__Records for the exercise__.
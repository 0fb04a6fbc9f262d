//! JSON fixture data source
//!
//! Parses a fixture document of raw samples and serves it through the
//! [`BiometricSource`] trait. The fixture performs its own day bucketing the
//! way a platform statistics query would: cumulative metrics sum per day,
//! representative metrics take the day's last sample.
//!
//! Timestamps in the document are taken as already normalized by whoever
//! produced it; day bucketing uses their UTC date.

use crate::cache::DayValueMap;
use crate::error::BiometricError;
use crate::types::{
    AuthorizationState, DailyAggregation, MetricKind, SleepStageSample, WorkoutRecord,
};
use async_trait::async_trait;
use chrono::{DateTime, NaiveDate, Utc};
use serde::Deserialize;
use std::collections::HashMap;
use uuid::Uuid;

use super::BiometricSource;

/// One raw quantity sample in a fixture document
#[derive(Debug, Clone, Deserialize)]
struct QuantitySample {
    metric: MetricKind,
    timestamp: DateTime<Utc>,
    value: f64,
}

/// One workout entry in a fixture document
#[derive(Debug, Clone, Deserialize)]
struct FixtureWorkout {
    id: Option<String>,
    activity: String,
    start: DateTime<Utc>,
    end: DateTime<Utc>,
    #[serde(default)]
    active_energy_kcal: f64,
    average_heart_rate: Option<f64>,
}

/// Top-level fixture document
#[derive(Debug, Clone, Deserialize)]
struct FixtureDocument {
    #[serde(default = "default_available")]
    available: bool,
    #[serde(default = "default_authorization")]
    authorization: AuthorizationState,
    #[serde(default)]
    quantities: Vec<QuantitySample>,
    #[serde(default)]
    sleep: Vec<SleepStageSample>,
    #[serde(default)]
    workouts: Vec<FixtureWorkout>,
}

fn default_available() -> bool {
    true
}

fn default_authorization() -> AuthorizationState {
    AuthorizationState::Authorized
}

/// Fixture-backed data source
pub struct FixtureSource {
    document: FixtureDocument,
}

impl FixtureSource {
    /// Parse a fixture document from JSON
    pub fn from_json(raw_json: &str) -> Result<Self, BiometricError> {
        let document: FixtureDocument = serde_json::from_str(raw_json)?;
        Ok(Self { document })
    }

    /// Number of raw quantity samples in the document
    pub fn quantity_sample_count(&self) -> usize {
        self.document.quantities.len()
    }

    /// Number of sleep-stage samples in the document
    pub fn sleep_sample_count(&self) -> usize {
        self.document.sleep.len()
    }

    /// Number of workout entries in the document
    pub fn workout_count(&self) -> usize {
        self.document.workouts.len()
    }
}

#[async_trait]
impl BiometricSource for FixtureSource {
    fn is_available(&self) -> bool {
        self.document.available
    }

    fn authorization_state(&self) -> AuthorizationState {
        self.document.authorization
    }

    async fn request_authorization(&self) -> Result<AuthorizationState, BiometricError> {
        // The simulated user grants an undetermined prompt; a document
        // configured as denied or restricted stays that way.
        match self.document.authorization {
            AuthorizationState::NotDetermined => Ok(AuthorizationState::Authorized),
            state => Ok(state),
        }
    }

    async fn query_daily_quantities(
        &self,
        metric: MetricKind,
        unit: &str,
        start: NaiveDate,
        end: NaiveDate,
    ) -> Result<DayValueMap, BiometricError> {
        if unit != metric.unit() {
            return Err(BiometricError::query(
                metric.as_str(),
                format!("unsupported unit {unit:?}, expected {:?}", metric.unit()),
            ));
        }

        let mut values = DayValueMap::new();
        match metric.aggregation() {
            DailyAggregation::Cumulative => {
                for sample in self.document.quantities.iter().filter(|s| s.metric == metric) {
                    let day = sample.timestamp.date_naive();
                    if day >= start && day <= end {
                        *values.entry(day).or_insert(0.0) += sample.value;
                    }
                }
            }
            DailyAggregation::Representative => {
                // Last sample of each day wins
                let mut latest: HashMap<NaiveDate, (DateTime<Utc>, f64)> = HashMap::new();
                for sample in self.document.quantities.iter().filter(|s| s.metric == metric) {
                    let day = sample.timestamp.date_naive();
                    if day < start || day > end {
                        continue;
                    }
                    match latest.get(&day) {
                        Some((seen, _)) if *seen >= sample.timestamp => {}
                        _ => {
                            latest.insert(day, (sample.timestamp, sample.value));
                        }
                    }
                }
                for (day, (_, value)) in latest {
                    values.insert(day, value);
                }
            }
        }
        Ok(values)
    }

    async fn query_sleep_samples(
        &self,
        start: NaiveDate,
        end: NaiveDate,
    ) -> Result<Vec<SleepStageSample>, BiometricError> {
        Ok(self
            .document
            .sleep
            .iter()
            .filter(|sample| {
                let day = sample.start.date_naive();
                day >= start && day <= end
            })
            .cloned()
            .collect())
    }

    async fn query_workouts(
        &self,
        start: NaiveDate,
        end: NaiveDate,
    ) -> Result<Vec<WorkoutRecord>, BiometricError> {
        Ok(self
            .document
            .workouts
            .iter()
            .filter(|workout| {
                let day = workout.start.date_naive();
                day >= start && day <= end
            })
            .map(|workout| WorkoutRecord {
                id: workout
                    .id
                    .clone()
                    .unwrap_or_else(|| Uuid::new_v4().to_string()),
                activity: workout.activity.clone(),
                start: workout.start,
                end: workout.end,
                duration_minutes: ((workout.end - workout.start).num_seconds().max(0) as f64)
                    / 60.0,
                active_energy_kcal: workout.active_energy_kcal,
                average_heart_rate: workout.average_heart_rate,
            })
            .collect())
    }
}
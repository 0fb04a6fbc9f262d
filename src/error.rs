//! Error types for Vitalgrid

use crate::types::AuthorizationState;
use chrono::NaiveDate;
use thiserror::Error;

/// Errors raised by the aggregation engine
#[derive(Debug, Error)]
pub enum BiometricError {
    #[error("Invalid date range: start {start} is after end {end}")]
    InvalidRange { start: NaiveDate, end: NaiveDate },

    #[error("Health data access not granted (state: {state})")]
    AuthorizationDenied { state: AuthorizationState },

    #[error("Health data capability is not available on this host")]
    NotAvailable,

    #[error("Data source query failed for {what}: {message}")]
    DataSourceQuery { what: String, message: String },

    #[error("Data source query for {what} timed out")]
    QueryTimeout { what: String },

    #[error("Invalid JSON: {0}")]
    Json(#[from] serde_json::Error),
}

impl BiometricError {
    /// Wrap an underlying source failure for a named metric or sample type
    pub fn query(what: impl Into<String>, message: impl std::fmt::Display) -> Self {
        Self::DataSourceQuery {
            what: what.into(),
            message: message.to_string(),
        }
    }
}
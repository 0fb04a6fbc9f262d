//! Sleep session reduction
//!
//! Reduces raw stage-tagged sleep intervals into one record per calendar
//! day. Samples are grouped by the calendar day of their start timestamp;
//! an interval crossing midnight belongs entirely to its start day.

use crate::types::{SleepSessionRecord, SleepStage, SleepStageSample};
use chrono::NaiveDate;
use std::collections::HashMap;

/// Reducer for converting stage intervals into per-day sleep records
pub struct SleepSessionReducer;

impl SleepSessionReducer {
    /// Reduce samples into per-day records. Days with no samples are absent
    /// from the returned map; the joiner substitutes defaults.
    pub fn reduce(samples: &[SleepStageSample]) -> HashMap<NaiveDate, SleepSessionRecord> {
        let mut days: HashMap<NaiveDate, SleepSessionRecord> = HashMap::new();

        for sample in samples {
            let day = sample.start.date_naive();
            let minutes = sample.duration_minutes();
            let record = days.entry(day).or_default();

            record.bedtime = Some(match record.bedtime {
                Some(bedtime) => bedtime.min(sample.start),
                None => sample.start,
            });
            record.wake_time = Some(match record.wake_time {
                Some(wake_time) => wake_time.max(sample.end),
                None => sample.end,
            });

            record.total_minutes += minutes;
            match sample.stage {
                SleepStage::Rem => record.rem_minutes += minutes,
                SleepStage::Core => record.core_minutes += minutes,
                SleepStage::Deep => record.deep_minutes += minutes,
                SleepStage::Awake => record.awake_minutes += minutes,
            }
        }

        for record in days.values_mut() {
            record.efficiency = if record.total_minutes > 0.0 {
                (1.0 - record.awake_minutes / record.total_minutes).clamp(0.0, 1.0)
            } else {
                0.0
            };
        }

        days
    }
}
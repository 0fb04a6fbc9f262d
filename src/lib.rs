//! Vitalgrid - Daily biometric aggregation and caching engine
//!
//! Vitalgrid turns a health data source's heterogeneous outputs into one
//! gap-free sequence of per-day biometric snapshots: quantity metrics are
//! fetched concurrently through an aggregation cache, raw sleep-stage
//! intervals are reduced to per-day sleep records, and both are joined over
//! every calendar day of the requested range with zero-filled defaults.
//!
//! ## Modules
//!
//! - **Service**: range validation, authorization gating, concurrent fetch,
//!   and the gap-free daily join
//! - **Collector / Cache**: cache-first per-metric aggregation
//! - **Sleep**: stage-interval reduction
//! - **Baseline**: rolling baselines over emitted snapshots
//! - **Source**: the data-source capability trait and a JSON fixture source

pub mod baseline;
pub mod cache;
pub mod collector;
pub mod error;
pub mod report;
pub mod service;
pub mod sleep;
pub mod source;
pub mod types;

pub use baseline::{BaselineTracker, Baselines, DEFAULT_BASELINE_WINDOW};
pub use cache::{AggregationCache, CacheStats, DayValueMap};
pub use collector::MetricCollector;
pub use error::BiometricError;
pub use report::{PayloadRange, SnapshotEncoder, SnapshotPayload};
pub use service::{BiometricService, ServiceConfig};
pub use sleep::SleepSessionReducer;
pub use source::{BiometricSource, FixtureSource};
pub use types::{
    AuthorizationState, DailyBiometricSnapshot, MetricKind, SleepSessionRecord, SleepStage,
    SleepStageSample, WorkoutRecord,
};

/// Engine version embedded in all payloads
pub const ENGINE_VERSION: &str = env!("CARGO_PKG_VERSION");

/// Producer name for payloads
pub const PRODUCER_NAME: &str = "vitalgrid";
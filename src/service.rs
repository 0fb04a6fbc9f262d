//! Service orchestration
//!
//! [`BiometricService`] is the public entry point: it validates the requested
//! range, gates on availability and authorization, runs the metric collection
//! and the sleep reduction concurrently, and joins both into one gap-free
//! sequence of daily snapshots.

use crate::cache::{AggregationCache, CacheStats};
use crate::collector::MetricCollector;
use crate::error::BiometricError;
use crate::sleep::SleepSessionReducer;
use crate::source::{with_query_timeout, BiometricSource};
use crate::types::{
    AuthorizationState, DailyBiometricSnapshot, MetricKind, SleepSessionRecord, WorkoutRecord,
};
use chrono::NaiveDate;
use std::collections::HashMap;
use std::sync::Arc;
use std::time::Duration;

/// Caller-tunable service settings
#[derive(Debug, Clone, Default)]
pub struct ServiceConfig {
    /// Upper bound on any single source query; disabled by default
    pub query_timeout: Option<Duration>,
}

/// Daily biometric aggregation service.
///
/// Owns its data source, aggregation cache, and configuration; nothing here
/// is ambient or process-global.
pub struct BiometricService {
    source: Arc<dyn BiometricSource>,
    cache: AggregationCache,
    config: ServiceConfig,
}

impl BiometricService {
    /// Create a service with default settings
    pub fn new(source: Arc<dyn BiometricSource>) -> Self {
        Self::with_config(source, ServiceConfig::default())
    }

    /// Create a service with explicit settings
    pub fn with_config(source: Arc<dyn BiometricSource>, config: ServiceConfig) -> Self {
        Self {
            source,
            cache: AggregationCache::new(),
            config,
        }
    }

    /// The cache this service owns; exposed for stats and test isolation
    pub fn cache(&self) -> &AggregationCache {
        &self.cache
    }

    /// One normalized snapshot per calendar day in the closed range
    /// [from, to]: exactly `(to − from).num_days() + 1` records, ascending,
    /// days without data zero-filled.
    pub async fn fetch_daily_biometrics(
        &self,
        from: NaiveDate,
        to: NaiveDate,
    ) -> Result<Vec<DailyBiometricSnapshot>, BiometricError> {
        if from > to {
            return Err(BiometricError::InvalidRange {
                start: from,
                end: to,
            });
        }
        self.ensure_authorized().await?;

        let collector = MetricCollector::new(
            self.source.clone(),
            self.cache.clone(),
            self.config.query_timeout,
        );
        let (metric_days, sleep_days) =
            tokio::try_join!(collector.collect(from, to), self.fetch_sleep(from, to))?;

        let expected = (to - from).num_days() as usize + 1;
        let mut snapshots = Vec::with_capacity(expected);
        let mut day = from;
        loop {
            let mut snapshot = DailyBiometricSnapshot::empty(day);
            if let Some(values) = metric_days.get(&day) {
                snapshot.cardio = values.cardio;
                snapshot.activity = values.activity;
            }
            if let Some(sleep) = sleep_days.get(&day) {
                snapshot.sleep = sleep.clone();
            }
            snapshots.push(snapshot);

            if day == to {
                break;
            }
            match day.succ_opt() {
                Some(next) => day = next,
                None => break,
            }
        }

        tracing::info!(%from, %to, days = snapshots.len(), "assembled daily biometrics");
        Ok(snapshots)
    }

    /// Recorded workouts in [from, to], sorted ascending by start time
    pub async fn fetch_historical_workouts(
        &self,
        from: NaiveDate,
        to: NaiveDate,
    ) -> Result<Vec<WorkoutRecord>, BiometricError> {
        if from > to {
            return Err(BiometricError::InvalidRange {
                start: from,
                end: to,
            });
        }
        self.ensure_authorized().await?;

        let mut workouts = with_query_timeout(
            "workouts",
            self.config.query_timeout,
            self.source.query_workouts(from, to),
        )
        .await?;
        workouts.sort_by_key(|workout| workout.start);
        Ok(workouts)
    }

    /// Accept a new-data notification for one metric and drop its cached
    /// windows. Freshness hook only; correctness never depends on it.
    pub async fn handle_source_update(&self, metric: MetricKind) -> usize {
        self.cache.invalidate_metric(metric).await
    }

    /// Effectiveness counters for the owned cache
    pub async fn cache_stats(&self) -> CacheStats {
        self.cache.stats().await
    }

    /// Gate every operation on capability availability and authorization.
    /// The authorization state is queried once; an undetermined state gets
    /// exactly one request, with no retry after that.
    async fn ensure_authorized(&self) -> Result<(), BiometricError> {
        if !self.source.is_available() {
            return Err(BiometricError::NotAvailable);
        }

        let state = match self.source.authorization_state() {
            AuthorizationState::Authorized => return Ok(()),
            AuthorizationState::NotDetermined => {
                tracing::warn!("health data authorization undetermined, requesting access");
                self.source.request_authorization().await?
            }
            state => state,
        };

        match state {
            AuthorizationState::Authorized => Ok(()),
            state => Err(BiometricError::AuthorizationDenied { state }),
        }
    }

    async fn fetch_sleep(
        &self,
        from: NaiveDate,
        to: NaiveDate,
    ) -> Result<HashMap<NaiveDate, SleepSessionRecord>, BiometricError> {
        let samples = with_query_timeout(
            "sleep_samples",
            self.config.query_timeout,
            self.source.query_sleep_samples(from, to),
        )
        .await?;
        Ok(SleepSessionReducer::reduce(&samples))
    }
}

__What you should do__.
From the listing above, the lines starting with the one that has "SleepStage::Awake => record.awake_minutes" and running through the one that has "the metric collection" should be copied exactly, ends included.

__Final answer__.
                SleepStage::Awake => record.awake_minutes += minutes,
            }
        }

        for record in days.values_mut() {
            record.efficiency = if record.total_minutes > 0.0 {
                (1.0 - record.awake_minutes / record.total_minutes).clamp(0.0, 1.0)
            } else {
                0.0
            };
        }

        days
    }
}
repository 0fb04a6fbc9f262d
filename src/lib.rs
//! Vitalgrid - Daily biometric aggregation and caching engine
//!
//! Vitalgrid turns a health data source's heterogeneous outputs into one
//! gap-free sequence of per-day biometric snapshots: quantity metrics are
//! fetched concurrently through an aggregation cache, raw sleep-stage
//! intervals are reduced to per-day sleep records, and both are joined over
//! every calendar day of the requested range with zero-filled defaults.
//!
//! ## Modules
//!
//! - **Service**: range validation, authorization gating, concurrent fetch,
//!   and the gap-free daily join
//! - **Collector / Cache**: cache-first per-metric aggregation
//! - **Sleep**: stage-interval reduction
//! - **Baseline**: rolling baselines over emitted snapshots
//! - **Source**: the data-source capability trait and a JSON fixture source

pub mod baseline;
pub mod cache;
pub mod collector;
pub mod error;
pub mod report;
pub mod service;
pub mod sleep;
pub mod source;
pub mod types;

pub use baseline::{BaselineTracker, Baselines, DEFAULT_BASELINE_WINDOW};
pub use cache::{AggregationCache, CacheStats, DayValueMap};
pub use collector::MetricCollector;
pub use error::BiometricError;
pub use report::{PayloadRange, SnapshotEncoder, SnapshotPayload};
pub use service::{BiometricService, ServiceConfig};
pub use sleep::SleepSessionReducer;
pub use source::{BiometricSource, FixtureSource};
pub use types::{
    AuthorizationState, DailyBiometricSnapshot, MetricKind, SleepSessionRecord, SleepStage,
    SleepStageSample, WorkoutRecord,
};

/// Engine version embedded in all payloads
pub const ENGINE_VERSION: &str = env!("CARGO_PKG_VERSION");

/// Producer name for payloads
pub const PRODUCER_NAME: &str = "vitalgrid";
filename src/service.rs
repository 0fb04a6fbc9f262d
//! Service orchestration
//!
//! [`BiometricService`] is the public entry point: it validates the requested
//! range, gates on availability and authorization, runs the metric collection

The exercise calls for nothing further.